Après la vie reliée à un cathéter vient le temps du lent réapprentissage qui passe en premier lieu par la reconquête des sens : l’ouïe, la vue… Les couleurs peu à peu reviennent au bord de « la marche du seuil si bleue ».

Pierre Dhainaut, Une porte après l’autre après l’autre, suivi de Quatre éléments plus un, éditions Faï fioc 2020, 76 pages, 10 euros.
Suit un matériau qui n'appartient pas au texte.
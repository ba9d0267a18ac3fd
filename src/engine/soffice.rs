use super::{types::*, Engine, OpenDocument, Session};
use crate::{
    config::Config,
    document::DocumentKind,
    error::EngineError,
    util::{expand_tilde, pdf_output_path, remove_dir_if_present},
};
use std::collections::BTreeMap;
use std::io::Read;
use std::path::{Path, PathBuf};
use std::process::{Child, Command, ExitStatus, Output, Stdio};
use std::time::{Duration, Instant};
use tracing::{debug, info, warn};

const MAC_BUNDLE_EXE: &str = "/Applications/LibreOffice.app/Contents/MacOS/soffice";

/// LibreOffice in headless mode. Each session gets a private user profile so
/// that two kinds never contend for the same profile lock.
pub struct SofficeEngine {
    cfg: Config,
    soffice_exe: PathBuf,
    work_dir: PathBuf,
}

impl SofficeEngine {
    pub fn new(cfg: &Config) -> Result<Self, EngineError> {
        let soffice_exe = resolve_soffice_exe(&cfg.converter.soffice_exe)?;
        let work_dir = std::path::absolute(expand_tilde(&cfg.paths.work_dir))
            .map_err(|e| EngineError::io("resolving work_dir", e))?;
        Ok(Self {
            cfg: cfg.clone(),
            soffice_exe,
            work_dir,
        })
    }

    fn timeout(seconds: u64) -> Option<u64> {
        (seconds > 0).then_some(seconds)
    }
}

impl Engine for SofficeEngine {
    type Session = SofficeSession;

    fn doctor(&self) -> Result<EngineDiag, EngineError> {
        let mut cmd = Command::new(&self.soffice_exe);
        cmd.arg("--version");
        let (version, error) = match run_with_timeout(
            cmd,
            &self.soffice_exe,
            Self::timeout(self.cfg.converter.doctor_timeout_seconds),
        ) {
            Ok(out) if out.status.success() => (
                Some(String::from_utf8_lossy(&out.stdout).trim().to_string()),
                None,
            ),
            Ok(out) => (None, Some(exit_signature(out.status))),
            Err(err) => (None, Some(err.to_string())),
        };
        Ok(EngineDiag {
            soffice_exe: self.soffice_exe.display().to_string(),
            ok: version.is_some(),
            version,
            work_dir: self.work_dir.display().to_string(),
            error,
        })
    }

    fn start(&self, kind: DocumentKind) -> Result<SofficeSession, EngineError> {
        let tag = format!("{}-{}", kind.as_str(), std::process::id());
        let profile_dir = self.work_dir.join("profiles").join(&tag);
        let staging_dir = self.work_dir.join("staging").join(&tag);
        for dir in [&profile_dir, &staging_dir] {
            std::fs::create_dir_all(dir)
                .map_err(|e| EngineError::io(format!("create {}", dir.display()), e))?;
        }

        let invocation = Invocation {
            exe: self.soffice_exe.clone(),
            profile_url: file_url(&profile_dir),
            extra_args: self.cfg.converter.extra_args.clone(),
            env: self.cfg.converter.env.clone(),
            timeout_seconds: Self::timeout(self.cfg.converter.timeout_seconds),
        };

        // Initialize the profile up front so the first document does not pay
        // for it (and does not hit the restart-after-init exit code).
        let mut warm_up = invocation.command();
        warm_up.arg("--terminate_after_init");
        let out = run_with_timeout(
            warm_up,
            &profile_dir,
            Self::timeout(self.cfg.converter.start_timeout_seconds),
        )?;
        if !out.status.success() {
            warn!(
                "{kind} session warm-up returned {}; continuing",
                exit_signature(out.status)
            );
        }

        info!("started {kind} converter session profile={}", profile_dir.display());
        Ok(SofficeSession {
            kind,
            invocation,
            profile_dir,
            staging_dir,
        })
    }
}

#[derive(Debug, Clone)]
struct Invocation {
    exe: PathBuf,
    profile_url: String,
    extra_args: Vec<String>,
    env: BTreeMap<String, String>,
    timeout_seconds: Option<u64>,
}

impl Invocation {
    fn command(&self) -> Command {
        let mut cmd = Command::new(&self.exe);
        cmd.args([
            "--headless",
            "--invisible",
            "--norestore",
            "--nolockcheck",
            "--nodefault",
            "--nologo",
        ]);
        cmd.arg(format!("-env:UserInstallation={}", self.profile_url));
        cmd.args(&self.extra_args);
        for (k, v) in &self.env {
            cmd.env(k, v);
        }
        cmd
    }
}

pub struct SofficeSession {
    kind: DocumentKind,
    invocation: Invocation,
    profile_dir: PathBuf,
    staging_dir: PathBuf,
}

impl Session for SofficeSession {
    type Document = SofficeDocument;

    fn open(&mut self, input: &Path) -> Result<SofficeDocument, EngineError> {
        std::fs::metadata(input)
            .map_err(|e| EngineError::io(format!("open {}", input.display()), e))?;
        Ok(SofficeDocument {
            kind: self.kind,
            input: input.to_path_buf(),
            invocation: self.invocation.clone(),
            staging_dir: self.staging_dir.clone(),
            staged: None,
        })
    }

    fn quit(&mut self) -> Result<(), EngineError> {
        remove_dir_if_present(&self.staging_dir)
            .map_err(|e| EngineError::io(format!("remove {}", self.staging_dir.display()), e))?;
        remove_dir_if_present(&self.profile_dir)
            .map_err(|e| EngineError::io(format!("remove {}", self.profile_dir.display()), e))?;
        debug!("{} session quit", self.kind);
        Ok(())
    }

    fn release(&mut self) {
        debug!("{} session released", self.kind);
    }
}

pub struct SofficeDocument {
    kind: DocumentKind,
    input: PathBuf,
    invocation: Invocation,
    staging_dir: PathBuf,
    staged: Option<PathBuf>,
}

impl OpenDocument for SofficeDocument {
    fn save_as(&mut self, output: &Path, format: SaveFormat) -> Result<(), EngineError> {
        let SaveFormat::Pdf = format;
        let mut cmd = self.invocation.command();
        cmd.arg("--convert-to")
            .arg(format!("pdf:{}", pdf_filter(self.kind)))
            .arg("--outdir")
            .arg(&self.staging_dir)
            .arg(&self.input);
        debug!("soffice convert {} -> {}", self.input.display(), output.display());

        let out = run_with_timeout(cmd, &self.input, self.invocation.timeout_seconds)?;
        let staged = pdf_output_path(&self.staging_dir, &self.input);
        if !out.status.success() {
            // Some exit codes are raised after the PDF was written; keep it
            // so a forgiven fault still leaves the output in place.
            if staged.exists() {
                self.staged = Some(staged.clone());
                move_into_place(&staged, output)?;
                self.staged = None;
            }
            return Err(EngineError::Fault {
                signature: exit_signature(out.status),
                message: String::from_utf8_lossy(&out.stderr).trim().to_string(),
            });
        }

        if !staged.exists() {
            return Err(EngineError::Fault {
                signature: "no output produced".into(),
                message: format!(
                    "{} {}",
                    String::from_utf8_lossy(&out.stdout).trim(),
                    String::from_utf8_lossy(&out.stderr).trim()
                ),
            });
        }
        self.staged = Some(staged.clone());
        move_into_place(&staged, output)?;
        self.staged = None;
        Ok(())
    }

    /// The source file is never modified, so there is nothing to discard;
    /// closing only clears a staged file left behind by a failed move.
    fn close(&mut self, _discard_changes: bool) -> Result<(), EngineError> {
        if let Some(staged) = self.staged.take() {
            if staged.exists() {
                std::fs::remove_file(&staged)
                    .map_err(|e| EngineError::io(format!("remove {}", staged.display()), e))?;
            }
        }
        Ok(())
    }

    fn release(&mut self) {
        debug!("released document {}", self.input.display());
    }
}

fn pdf_filter(kind: DocumentKind) -> &'static str {
    match kind {
        DocumentKind::WordDocument => "writer_pdf_Export",
        DocumentKind::Presentation => "impress_pdf_Export",
    }
}

fn exit_signature(status: ExitStatus) -> String {
    match status.code() {
        Some(code) => format!("exit status {code}"),
        None => "terminated by signal".to_string(),
    }
}

fn move_into_place(staged: &Path, output: &Path) -> Result<(), EngineError> {
    if output.exists() {
        std::fs::remove_file(output)
            .map_err(|e| EngineError::io(format!("replace {}", output.display()), e))?;
    }
    if std::fs::rename(staged, output).is_ok() {
        return Ok(());
    }
    // Staging and destination may sit on different filesystems.
    std::fs::copy(staged, output)
        .map_err(|e| EngineError::io(format!("write {}", output.display()), e))?;
    std::fs::remove_file(staged)
        .map_err(|e| EngineError::io(format!("remove {}", staged.display()), e))
}

fn file_url(path: &Path) -> String {
    let raw = path.display().to_string().replace('\\', "/");
    if raw.starts_with('/') {
        format!("file://{raw}")
    } else {
        format!("file:///{raw}")
    }
}

fn resolve_soffice_exe(raw: &str) -> Result<PathBuf, EngineError> {
    let raw = raw.trim();
    if raw.is_empty() || raw.eq_ignore_ascii_case("auto") {
        if let Ok(env_val) = std::env::var("SOFFICE_PATH") {
            let p = expand_tilde(&env_val);
            if p.exists() {
                return Ok(p);
            }
        }
        for name in ["soffice", "libreoffice"] {
            if let Ok(p) = which::which(name) {
                return Ok(p);
            }
        }
        let bundle = PathBuf::from(MAC_BUNDLE_EXE);
        if bundle.exists() {
            return Ok(bundle);
        }
        return Err(EngineError::NotFound(
            "soffice (set converter.soffice_exe or SOFFICE_PATH)".into(),
        ));
    }
    let p = expand_tilde(raw);
    if p.components().count() > 1 {
        if p.exists() {
            return Ok(p);
        }
        return Err(EngineError::NotFound(p.display().to_string()));
    }
    which::which(&p).map_err(|_| EngineError::NotFound(raw.to_string()))
}

fn run_with_timeout(
    mut cmd: Command,
    subject: &Path,
    timeout_seconds: Option<u64>,
) -> Result<Output, EngineError> {
    let exe = PathBuf::from(cmd.get_program());
    // The launcher forks the real office process; a group lets a timeout
    // reach both.
    #[cfg(unix)]
    {
        use std::os::unix::process::CommandExt;
        cmd.process_group(0);
    }
    cmd.stdin(Stdio::null());
    cmd.stdout(Stdio::piped());
    cmd.stderr(Stdio::piped());
    let mut child = cmd
        .spawn()
        .map_err(|source| EngineError::Spawn { exe, source })?;

    match timeout_seconds {
        Some(secs) => wait_with_timeout(&mut child, subject, secs),
        None => child
            .wait_with_output()
            .map_err(|e| EngineError::io("waiting for soffice", e)),
    }
}

fn wait_with_timeout(child: &mut Child, subject: &Path, secs: u64) -> Result<Output, EngineError> {
    // Drain both pipes while waiting; a chatty child must not block on a full
    // pipe buffer.
    let stdout = drain(child.stdout.take());
    let stderr = drain(child.stderr.take());
    let timeout = Duration::from_secs(secs);

    let start = Instant::now();
    let status = loop {
        if let Some(status) = child
            .try_wait()
            .map_err(|e| EngineError::io("polling soffice", e))?
        {
            break status;
        }
        if start.elapsed() > timeout {
            warn!("soffice timed out after {:?} on {}", timeout, subject.display());
            kill_process_group(child);
            let _ = child.wait();
            // Not joined: a descendant outside the group may still hold the
            // pipes open.
            drop((stdout, stderr));
            return Err(EngineError::Timeout {
                input: subject.to_path_buf(),
                seconds: secs,
            });
        }
        std::thread::sleep(Duration::from_millis(50));
    };

    Ok(Output {
        status,
        stdout: stdout.join().unwrap_or_default(),
        stderr: stderr.join().unwrap_or_default(),
    })
}

#[cfg(unix)]
fn kill_process_group(child: &mut Child) {
    if let Ok(pgid) = libc::pid_t::try_from(child.id()) {
        // SAFETY: plain syscall on a group created for this child.
        unsafe {
            libc::kill(-pgid, libc::SIGKILL);
        }
    }
    let _ = child.kill();
}

#[cfg(not(unix))]
fn kill_process_group(child: &mut Child) {
    let _ = child.kill();
}

fn drain<R: Read + Send + 'static>(pipe: Option<R>) -> std::thread::JoinHandle<Vec<u8>> {
    std::thread::spawn(move || {
        let mut buf = Vec::new();
        if let Some(mut pipe) = pipe {
            let _ = pipe.read_to_end(&mut buf);
        }
        buf
    })
}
Poèmes du souffle court, balbutié (quatre vers et peu de mots, cailloux posés pas à pas), la parole avec « l’embellie de mars » se redresse légèrement dans la deuxième suite « Verticale d’instants » (six vers au corps frêle qui essaient de tenir debout, le poème devant lui aussi « tenir bon »). Dès lors chaque détail de la vie minuscule devient vital : une pie qui sautille, un chat qui dort, un arbre, un lilas, un enfant qui joue, une épaule, il y a « tant de passages » vers l’unité retrouvée, vers cet « or qui coule » et revivifie les veines…

 

Les herbes,
les pierres
les nuages,
un seul
monde
à dire,
en croissance,
en gloire.

 

Priorité aux vibrations, à la libre résonance, les mots font leur retour petit à petit « sans savoir », comme le lilas du printemps qui par contagion colore la couverture du recueil. De la lettre au mot, du mot à la phrase, le langage patiemment se reconquiert et avec lui le « goût de l’énigme ». Chaque mot est à retracer dans ses courbes premières « comme à l’école». Le poète doit tout ré-apprendre, tout re-cartographier pour se sentir à nouveau  inclus dans un « nous » qui le relie au monde.

 

L’inconnu
commence
où vont les mouettes
à l’intérieur 
des terres.

 

Dans cette troisième suite « Lexique réinventé » (avec retour aux 5 vers), les mots sont vécus comme des particules d’énergie vitale, des quanta, aurait dit Guillevic, qui libèrent les « verrous », ouvrent le sens vers un horizon qui s’agrandit « à perte de vue » jusqu’au ciel, jusqu’à la mer.

 

Le livre,
la gorge, 
tout se dénoue,
la nuit se charge
du courant d’air.

 

Liens dénoués, souffle plus ample, place à la reconquête des quatre éléments : l’eau « à la proue de l’haleine », l’air qui « n’en aura jamais fini », le feu pour « le relais des paroles », la terre toujours « de connivence » et enfin ce « plus un » annoncé dans le titre : le poème qui conjugue à lui seul tous les sens, la poésie demeurant ce qu’elle est par essence, un souffle en suspens, conditionnelle comme tout arbre confié à l’avenir.

 

Nous publierions un poème
comme on plante un arbre
sur la berge d’un fleuve, nous aurions plusieurs vies
pour l’accomplir, toucher terre
dans l’élan, incarner, rayonner,
continuer…

 

« Le poème nous met au monde », écrivait Guillevic, puisse-t-il nous y remettre lorsque tout semble perdu. L’écriture de Pierre Dhainaut, de l’extrême point nu à la pleine transparence, rapporte avec délicatesse, justesse et précision une expérience fondatrice de renaissance, un passage où la poésie, goutte à goutte décantée, se donne aussi pure que la neige, aussi fragile qu’un rai de lumière, aussi forte qu’une attente.

Présentation de l’auteur

Pierre Dhainaut

Pierre Dhainaut est né à Lille en 1935. Avec Jacqueline, rencontrée en 1956, il vit à Dunkerque (où s’effectuera toute sa carrière de professeur).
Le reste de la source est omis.